Из всех вепсских обрядов внимание дореволюционных отечественных исследователей больше всего привлекла свадьба, очевидно, потому, что часть свадебного обряда вепсами исполнялась по-русски. В конце XIX в. появились две статьи анонимного автора о свадебных обрядах у средних вепсов (в Винницах и Немже) с включением причитаний и свадебных песен на русском языке. Самое полное и выразительное описание свадебного обряда того времени представлено в очерке «Чухарская свадьба» А. И. Колмогорова по материалам южных вепсов. Сообщается, что ученый был не только наблюдателем свадебного ритуала: в 1916 г. он исполнял роль дружки на вепсской свадьбе. Его очерк использован во многих последующих работах по свадебной обрядности и даже в сценической постановке свадьбы на вепсском празднике «Древо жизни».
Исследователи полагают, что традиционный свадебный ритуал вошёл в православную крестьянскую среду не ранее XVII в. из быта высших сословий - бояр и князей. В русской свадьбе жених и невеста назывались князем и княгиней, свадебная трапеза - княжеским пиром, близкая родня - большими боярами, родня дальняя - меньшими боярами и т. д. Окончательное оформление свадебного ритуала связывают с введением обязательного церковного венчания. Сам термин «играть свадьбу», буквально переведеный на вепсский - sai vätä, говорит о его привнесенном характере в крестьянскую среду. Ранее, как сообщается в источниках, простой народ считал венчание принадлежностью браков князей и бояр и долго придерживался языческих обычаев умыкания и купли невест.
Православные неславянские народы также восприняли одобряемые церковью свадебные церемонии, включая даже названия основных действующих лиц и действий обряда, диалогов между ними, свадебных песен на русском языке.
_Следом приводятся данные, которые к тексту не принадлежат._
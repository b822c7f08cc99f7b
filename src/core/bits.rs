use crate::core::constants::{
    DILATE_MASK_1, DILATE_MASK_2, DILATE_MASK_4, DILATE_MASK_8, DILATE_MASK_16, LATITUDE_BITS,
    LOW_WORD_MASK,
};

/// Spreads the bits of a 32-bit value over the even positions of a 64-bit word.
///
/// Bit `i` of `v` ends up at bit `2i` of the result and every odd bit is zero.
/// See <https://graphics.stanford.edu/~seander/bithacks.html#InterleaveBMN>.
///
/// # Example
/// ```
/// use geocode64_rs::spread;
///
/// assert_eq!(spread(0b1011), 0b1000101);
/// assert_eq!(spread(u32::MAX), 0x5555_5555_5555_5555);
/// ```
pub fn spread(v: u32) -> u64 {
    let mut v = u64::from(v);
    v = (v | (v << 16)) & DILATE_MASK_16;
    v = (v | (v << 8)) & DILATE_MASK_8;
    v = (v | (v << 4)) & DILATE_MASK_4;
    v = (v | (v << 2)) & DILATE_MASK_2;
    v = (v | (v << 1)) & DILATE_MASK_1;
    v
}

/// Inverse of [`spread`]: gathers the even bits of `v` into a 32-bit value.
///
/// Odd bits are ignored.
pub fn compact(v: u64) -> u32 {
    let mut v = v & DILATE_MASK_1;
    v = (v | (v >> 1)) & DILATE_MASK_2;
    v = (v | (v >> 2)) & DILATE_MASK_4;
    v = (v | (v >> 4)) & DILATE_MASK_8;
    v = (v | (v >> 8)) & DILATE_MASK_16;
    v = (v | (v >> 16)) & LOW_WORD_MASK;
    v as u32
}

/// Merges two axis values into one Z-order code.
///
/// Latitude takes the even bits, longitude the odd bits.
pub fn interleave(lat: u32, lon: u32) -> u64 {
    spread(lat) | (spread(lon) << 1)
}

/// Splits a code back into its `(lat_index, lon_index)` pair.
pub fn deinterleave(code: u64) -> (u32, u32) {
    (compact(code & LATITUDE_BITS), compact(code >> 1))
}
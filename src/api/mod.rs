pub mod batch;
pub mod geo_code;

pub use batch::{EncodeCoordinates, sort_by_code};
pub use geo_code::GeoCode;
use crate::util::error::GeoCodeError;
use geo::Centroid;
use geo_types::{Geometry, Point};
use geojson::GeoJson;
use std::str::FromStr;
use wkt::Wkt;

/// Parses a geometry string, auto-detecting WKT or GeoJSON format.
///
/// GeoJSON is detected by a leading `{`, everything else is tried as WKT.
pub fn parse_geometry(s: &str) -> Result<Geometry<f64>, GeoCodeError> {
    let trimmed = s.trim();
    if trimmed.starts_with('{') {
        parse_geojson(trimmed)
    } else {
        parse_wkt(trimmed)
    }
}

/// Parses a GeoJSON string into a `geo_types::Geometry`.
pub fn parse_geojson(s: &str) -> Result<Geometry<f64>, GeoCodeError> {
    let geojson: GeoJson = s
        .parse()
        .map_err(|e: geojson::Error| GeoCodeError::GeometryParseError(e.to_string()))?;

    match geojson {
        GeoJson::Geometry(geom) => {
            Geometry::try_from(geom).map_err(|e| GeoCodeError::GeometryParseError(e.to_string()))
        }
        GeoJson::Feature(feat) => feat
            .geometry
            .ok_or_else(|| GeoCodeError::GeometryParseError("Feature has no geometry".to_string()))
            .and_then(|g| {
                Geometry::try_from(g).map_err(|e| GeoCodeError::GeometryParseError(e.to_string()))
            }),
        GeoJson::FeatureCollection(_) => Err(GeoCodeError::GeometryParseError(
            "FeatureCollection not supported, use individual geometries".to_string(),
        )),
    }
}

/// Parses a WKT string into a `geo_types::Geometry`.
pub fn parse_wkt(s: &str) -> Result<Geometry<f64>, GeoCodeError> {
    let wkt: Wkt<f64> =
        Wkt::from_str(s).map_err(|e| GeoCodeError::GeometryParseError(e.to_string()))?;

    wkt.try_into().map_err(|_| {
        GeoCodeError::GeometryParseError("Failed to convert WKT to geometry".to_string())
    })
}

/// Reduces a geometry to the points that get encoded.
///
/// Points and line vertices are kept as they are, polygons are represented by
/// their centroid. Collections are flattened. A geometry that yields no points
/// at all (`LINESTRING EMPTY`, an empty collection) is an error.
pub fn geometry_to_points(geom: Geometry<f64>) -> Result<Vec<Point<f64>>, GeoCodeError> {
    let points = collect_points(geom)?;
    if points.is_empty() {
        return Err(GeoCodeError::GeometryParseError(
            "Geometry has no points".to_string(),
        ));
    }
    Ok(points)
}

fn collect_points(geom: Geometry<f64>) -> Result<Vec<Point<f64>>, GeoCodeError> {
    match geom {
        Geometry::Point(pt) => Ok(vec![pt]),
        Geometry::MultiPoint(mp) => Ok(mp.0),
        Geometry::LineString(line) => Ok(line.points().collect()),
        Geometry::MultiLineString(mls) => Ok(mls
            .0
            .iter()
            .flat_map(|line| line.points())
            .collect()),
        Geometry::Polygon(poly) => Ok(poly.centroid().into_iter().collect()),
        Geometry::MultiPolygon(mp) => Ok(mp.0.iter().filter_map(|poly| poly.centroid()).collect()),
        Geometry::GeometryCollection(gc) => {
            let mut points = Vec::new();
            for g in gc.0 {
                points.extend(collect_points(g)?);
            }
            Ok(points)
        }
        _ => Err(GeoCodeError::GeometryParseError(
            "Unsupported geometry type".to_string(),
        )),
    }
}
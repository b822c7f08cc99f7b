use crate::api::geo_code::GeoCode;
use crate::io::arrow::GeoCodesToArrow;
use crate::util::error::GeoCodeError;
use arrow_array::RecordBatch;
use geoparquet::writer::{
    GeoParquetRecordBatchEncoder, GeoParquetWriterEncoding, GeoParquetWriterOptionsBuilder,
};
use log::debug;
use parquet::arrow::ArrowWriter;
use std::fs::File;
use std::path::Path;

/// Writes a RecordBatch with a geoarrow geometry column to a GeoParquet file (WKB encoded).
pub fn write_geoparquet(batch: &RecordBatch, path: impl AsRef<Path>) -> Result<(), GeoCodeError> {
    let schema = batch.schema();

    let options = GeoParquetWriterOptionsBuilder::default()
        .set_encoding(GeoParquetWriterEncoding::WKB)
        .build();

    let mut encoder = GeoParquetRecordBatchEncoder::try_new(&schema, &options)
        .map_err(|e| GeoCodeError::IoError(e.to_string()))?;

    let file = File::create(path.as_ref()).map_err(|e| GeoCodeError::IoError(e.to_string()))?;
    let mut writer = ArrowWriter::try_new(file, encoder.target_schema(), None)
        .map_err(|e| GeoCodeError::IoError(e.to_string()))?;

    let encoded_batch = encoder
        .encode_record_batch(batch)
        .map_err(|e| GeoCodeError::IoError(e.to_string()))?;

    writer
        .write(&encoded_batch)
        .map_err(|e| GeoCodeError::IoError(e.to_string()))?;

    let kv_metadata = encoder
        .into_keyvalue()
        .map_err(|e| GeoCodeError::IoError(e.to_string()))?;

    writer.append_key_value_metadata(kv_metadata);
    writer
        .finish()
        .map_err(|e| GeoCodeError::IoError(e.to_string()))?;

    debug!(
        "wrote {} rows to {}",
        batch.num_rows(),
        path.as_ref().display()
    );
    Ok(())
}

pub trait GeoCodesToGeoParquet: GeoCodesToArrow {
    fn to_geoparquet(&self, path: impl AsRef<Path>) -> Result<(), GeoCodeError>;
}

impl GeoCodesToGeoParquet for [GeoCode] {
    fn to_geoparquet(&self, path: impl AsRef<Path>) -> Result<(), GeoCodeError> {
        let batch = self.to_record_batch()?;
        write_geoparquet(&batch, path)
    }
}

impl GeoCodesToGeoParquet for Vec<GeoCode> {
    fn to_geoparquet(&self, path: impl AsRef<Path>) -> Result<(), GeoCodeError> {
        self.as_slice().to_geoparquet(path)
    }
}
Скорее всего, это и явилось тем «внешним русским фоном», который объединял русский и вепсский свадебный ритуалы. Понятным становится и сообщение А. И. Колмогорова, что «хотя чухари, особенно женщины, плохо говорят по-русски, при свадебных обрядах пользуются исключительно русским языком, по-русски причитывают, по-русски произносят благословения. И только там, где в ритуал можно вносить своё, личное, индивидуальное, слышится иногда чухарская речь». Использование в ритуальных целях русского языка на свадьбе, очевидно, способствовало закреплению определенного канона, поскольку импровизировать на чужом языке сложнее. А. Колмогоров даже отмечает: «Тут ни один шаг нельзя сделать просто. Все, начиная с костюма, полно глубокого значения».
В то же время установление музыковедами полного соответствия напевов свадебных и похоронных причитаний вепсов и южных карелов типовому напеву заонежских и пудожских былин, известному прежде всего по былинам Рябининых, говорит об очень давнем и глубоком культурном взаимодействии между местным населением Обонежья и накрывшей его славянской волной. Тем более что такая ситуация не была общей для вепсов всех регионов, свадебную причеть по-вепсски удавалось записывать еще в 1980-е гг. Обычно на русском языке пели только определенные свадебные песни, в то время как причитания исполнялись на двух языках - вепсском и русском. З.П. Малиновская утверждала, что «все сказки, свадебные и похоронные причеты, заговоры, значительная часть загадок и пословиц, все это выполняется на чудском языке». Как уже говорилось, недавно вышел сборник вепсских причитаний.
У вепсов имелось свое название свадьбы - «sai», хотя наиболее распространённым являлось производное от русского «svadib» и её основных действующих лиц - «svadiblänad», «svadidrahvaz. Вепсское название жениха «oluh» сохранилось только у вологодских вепсов, в основном его называли по-русски «жених», а всех сватов называли женихами. Слово «девушка» по-вепсски - «niizne» - могло означать и невесту, но чаще использовалось русское «nevest». У В.Н. Майнова приведено название невесты у белозерских вепсов - «пахайне тюттар», которое он переводит как «маленькая дочь», хотя на вепсском это означает злая дочь. Такое, необычное на первый взгляд название невестки объясняется, видимо, тем, что во многих традиционных сообществах невестка как представительница чужого рода представлялась как опасное существо для семьи мужа. Судя по причитаниям, и семья мужа для неё «чужа рать».